Work order:
Each line of the listing below that includes "directory" must be copied.

===============

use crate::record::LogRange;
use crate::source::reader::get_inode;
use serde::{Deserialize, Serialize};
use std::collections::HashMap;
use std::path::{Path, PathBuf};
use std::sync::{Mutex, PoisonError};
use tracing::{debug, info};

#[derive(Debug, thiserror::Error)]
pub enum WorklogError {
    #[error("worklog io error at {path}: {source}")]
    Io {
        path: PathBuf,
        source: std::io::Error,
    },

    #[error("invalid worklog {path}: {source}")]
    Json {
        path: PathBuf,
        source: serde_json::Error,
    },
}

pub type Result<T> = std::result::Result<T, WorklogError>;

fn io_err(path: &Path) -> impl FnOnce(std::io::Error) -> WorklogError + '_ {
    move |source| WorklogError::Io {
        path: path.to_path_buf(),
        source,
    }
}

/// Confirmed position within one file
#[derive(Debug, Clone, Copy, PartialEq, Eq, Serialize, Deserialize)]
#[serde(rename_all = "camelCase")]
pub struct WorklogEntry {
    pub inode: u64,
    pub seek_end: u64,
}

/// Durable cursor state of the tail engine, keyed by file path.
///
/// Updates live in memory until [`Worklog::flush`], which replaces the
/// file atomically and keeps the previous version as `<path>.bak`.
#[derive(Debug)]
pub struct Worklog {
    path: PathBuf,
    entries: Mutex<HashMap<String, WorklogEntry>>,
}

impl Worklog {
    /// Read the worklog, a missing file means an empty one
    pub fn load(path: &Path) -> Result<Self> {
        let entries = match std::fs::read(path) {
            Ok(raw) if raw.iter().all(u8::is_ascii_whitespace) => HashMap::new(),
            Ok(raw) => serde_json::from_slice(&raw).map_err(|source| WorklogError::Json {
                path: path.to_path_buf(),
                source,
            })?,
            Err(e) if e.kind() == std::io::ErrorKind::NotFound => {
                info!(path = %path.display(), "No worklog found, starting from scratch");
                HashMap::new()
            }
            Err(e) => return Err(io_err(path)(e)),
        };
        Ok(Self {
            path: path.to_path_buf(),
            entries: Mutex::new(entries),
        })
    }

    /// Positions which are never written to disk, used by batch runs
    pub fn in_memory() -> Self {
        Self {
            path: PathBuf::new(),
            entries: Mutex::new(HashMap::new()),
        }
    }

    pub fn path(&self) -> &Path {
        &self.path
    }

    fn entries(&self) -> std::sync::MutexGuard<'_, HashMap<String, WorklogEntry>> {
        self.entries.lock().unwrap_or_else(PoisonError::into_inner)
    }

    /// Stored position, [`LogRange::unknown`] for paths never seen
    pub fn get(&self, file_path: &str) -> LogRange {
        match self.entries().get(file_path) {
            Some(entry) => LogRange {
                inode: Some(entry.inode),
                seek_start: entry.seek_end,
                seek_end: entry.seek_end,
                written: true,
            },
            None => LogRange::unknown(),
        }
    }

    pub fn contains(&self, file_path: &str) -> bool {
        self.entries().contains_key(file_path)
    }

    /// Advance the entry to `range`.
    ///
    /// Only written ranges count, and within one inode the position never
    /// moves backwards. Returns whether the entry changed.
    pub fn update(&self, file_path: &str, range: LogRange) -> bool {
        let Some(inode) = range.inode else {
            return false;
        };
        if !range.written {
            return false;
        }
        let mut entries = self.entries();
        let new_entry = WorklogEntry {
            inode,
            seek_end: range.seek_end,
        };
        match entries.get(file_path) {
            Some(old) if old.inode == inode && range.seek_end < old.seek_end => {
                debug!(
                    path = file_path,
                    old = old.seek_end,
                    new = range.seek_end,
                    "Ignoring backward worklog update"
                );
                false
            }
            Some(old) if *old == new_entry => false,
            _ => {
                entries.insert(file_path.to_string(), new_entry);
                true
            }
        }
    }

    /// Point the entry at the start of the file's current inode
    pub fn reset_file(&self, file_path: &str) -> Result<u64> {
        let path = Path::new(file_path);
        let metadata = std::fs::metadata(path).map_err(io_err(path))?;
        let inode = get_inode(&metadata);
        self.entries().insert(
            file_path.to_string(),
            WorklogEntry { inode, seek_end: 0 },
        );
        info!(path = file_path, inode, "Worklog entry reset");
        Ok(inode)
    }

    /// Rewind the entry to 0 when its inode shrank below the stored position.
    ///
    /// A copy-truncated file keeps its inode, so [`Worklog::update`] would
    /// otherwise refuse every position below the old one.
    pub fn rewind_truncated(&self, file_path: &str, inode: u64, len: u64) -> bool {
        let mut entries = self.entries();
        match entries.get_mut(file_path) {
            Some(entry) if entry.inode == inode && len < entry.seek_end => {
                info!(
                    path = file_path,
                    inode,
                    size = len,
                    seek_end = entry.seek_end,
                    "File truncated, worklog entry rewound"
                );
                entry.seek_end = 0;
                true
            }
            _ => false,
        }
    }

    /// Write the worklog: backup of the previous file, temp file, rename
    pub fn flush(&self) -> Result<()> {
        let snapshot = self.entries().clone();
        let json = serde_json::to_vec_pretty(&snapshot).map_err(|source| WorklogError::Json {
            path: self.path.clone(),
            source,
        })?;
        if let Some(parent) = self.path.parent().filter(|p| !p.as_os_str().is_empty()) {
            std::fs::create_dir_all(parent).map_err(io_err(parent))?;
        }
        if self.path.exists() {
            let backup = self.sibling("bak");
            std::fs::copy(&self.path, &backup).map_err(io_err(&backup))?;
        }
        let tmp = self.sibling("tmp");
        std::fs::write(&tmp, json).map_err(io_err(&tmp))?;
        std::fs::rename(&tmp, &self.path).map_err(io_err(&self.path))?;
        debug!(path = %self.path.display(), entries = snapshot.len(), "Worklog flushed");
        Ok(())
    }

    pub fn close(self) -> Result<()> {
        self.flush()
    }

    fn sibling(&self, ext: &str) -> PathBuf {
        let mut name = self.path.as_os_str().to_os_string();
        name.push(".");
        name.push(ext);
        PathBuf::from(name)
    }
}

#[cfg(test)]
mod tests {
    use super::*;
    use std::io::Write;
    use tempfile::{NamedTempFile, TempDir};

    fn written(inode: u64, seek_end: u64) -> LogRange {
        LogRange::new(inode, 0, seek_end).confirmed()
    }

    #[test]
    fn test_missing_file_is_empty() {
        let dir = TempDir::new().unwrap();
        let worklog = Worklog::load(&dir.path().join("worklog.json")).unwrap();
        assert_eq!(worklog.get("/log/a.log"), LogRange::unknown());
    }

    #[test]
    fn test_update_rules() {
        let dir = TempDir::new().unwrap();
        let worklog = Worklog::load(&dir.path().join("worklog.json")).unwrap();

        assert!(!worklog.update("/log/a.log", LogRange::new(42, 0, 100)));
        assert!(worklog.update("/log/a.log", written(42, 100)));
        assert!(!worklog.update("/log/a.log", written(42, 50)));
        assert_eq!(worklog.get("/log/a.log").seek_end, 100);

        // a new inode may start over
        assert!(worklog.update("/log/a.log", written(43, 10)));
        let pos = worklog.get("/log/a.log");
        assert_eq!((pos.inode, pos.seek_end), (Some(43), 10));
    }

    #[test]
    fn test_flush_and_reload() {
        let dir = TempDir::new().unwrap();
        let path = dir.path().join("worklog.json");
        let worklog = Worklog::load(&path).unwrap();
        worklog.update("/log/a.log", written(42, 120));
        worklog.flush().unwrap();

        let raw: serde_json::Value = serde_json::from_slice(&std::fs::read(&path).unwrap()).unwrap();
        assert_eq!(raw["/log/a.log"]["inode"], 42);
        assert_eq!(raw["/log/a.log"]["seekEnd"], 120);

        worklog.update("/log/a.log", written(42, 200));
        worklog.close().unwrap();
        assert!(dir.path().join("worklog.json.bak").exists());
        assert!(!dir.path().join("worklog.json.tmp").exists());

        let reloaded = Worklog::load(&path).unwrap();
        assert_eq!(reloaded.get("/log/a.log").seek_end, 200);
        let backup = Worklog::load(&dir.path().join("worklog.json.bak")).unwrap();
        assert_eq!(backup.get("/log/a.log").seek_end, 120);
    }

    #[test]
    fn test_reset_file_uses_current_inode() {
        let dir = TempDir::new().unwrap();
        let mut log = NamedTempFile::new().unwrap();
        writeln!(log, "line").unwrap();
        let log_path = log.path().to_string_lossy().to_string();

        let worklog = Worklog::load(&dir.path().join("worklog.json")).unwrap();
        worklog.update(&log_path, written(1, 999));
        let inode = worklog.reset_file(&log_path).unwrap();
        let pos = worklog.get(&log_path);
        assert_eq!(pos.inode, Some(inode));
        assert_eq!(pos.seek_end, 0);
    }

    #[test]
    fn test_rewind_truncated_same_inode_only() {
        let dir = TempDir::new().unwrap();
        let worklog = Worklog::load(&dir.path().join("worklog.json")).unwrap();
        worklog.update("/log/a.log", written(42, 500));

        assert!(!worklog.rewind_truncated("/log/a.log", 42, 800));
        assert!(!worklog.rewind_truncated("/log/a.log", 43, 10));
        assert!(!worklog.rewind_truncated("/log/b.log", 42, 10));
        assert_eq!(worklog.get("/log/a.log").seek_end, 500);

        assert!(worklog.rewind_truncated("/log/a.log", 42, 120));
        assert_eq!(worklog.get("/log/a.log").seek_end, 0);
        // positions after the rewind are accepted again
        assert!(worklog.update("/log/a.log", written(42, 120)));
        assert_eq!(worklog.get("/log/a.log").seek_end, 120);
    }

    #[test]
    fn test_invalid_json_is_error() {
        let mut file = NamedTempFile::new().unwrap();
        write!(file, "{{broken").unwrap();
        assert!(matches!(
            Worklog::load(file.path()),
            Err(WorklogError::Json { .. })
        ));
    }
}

===============

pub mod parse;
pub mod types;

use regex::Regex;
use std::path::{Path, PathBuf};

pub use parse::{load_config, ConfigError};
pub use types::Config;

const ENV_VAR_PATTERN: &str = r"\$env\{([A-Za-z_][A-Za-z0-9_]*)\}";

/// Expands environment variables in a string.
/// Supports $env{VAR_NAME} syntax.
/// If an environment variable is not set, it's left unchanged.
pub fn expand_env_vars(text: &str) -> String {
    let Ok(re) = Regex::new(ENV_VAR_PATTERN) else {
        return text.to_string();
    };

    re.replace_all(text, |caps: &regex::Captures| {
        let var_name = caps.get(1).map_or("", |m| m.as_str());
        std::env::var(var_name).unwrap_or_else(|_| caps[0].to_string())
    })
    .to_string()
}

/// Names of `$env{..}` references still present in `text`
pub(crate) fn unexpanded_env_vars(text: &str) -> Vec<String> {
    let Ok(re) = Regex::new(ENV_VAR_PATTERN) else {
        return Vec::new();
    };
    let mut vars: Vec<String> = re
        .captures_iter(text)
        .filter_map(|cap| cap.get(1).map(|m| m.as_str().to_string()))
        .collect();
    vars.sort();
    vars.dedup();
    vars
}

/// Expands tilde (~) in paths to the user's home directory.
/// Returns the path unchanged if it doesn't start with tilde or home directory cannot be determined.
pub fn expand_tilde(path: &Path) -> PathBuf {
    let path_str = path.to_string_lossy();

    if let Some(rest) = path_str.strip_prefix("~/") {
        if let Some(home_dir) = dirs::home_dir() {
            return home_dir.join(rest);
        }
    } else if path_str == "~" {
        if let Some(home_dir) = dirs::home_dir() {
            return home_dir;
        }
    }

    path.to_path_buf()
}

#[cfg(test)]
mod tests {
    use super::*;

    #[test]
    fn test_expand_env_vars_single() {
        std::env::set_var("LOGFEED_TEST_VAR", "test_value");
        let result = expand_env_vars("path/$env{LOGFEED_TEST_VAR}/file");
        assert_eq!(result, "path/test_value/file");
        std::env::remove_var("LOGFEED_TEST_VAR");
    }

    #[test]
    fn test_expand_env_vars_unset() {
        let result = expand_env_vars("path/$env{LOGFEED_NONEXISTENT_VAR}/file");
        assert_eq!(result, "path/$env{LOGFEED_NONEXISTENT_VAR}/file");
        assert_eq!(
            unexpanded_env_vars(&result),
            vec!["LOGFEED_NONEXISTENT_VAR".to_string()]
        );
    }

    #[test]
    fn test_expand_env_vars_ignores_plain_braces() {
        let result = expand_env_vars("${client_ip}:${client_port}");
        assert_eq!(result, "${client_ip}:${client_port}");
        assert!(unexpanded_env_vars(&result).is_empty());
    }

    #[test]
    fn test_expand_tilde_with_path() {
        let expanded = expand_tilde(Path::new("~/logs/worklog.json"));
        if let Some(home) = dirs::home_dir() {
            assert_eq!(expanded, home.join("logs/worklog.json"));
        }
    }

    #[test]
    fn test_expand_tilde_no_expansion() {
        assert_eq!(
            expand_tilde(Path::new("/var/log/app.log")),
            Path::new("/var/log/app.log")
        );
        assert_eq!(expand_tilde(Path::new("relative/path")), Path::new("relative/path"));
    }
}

===============

Answer for this exercise:
/// Expands tilde (~) in paths to the user's home directory.
/// Returns the path unchanged if it doesn't start with tilde or home directory cannot be determined.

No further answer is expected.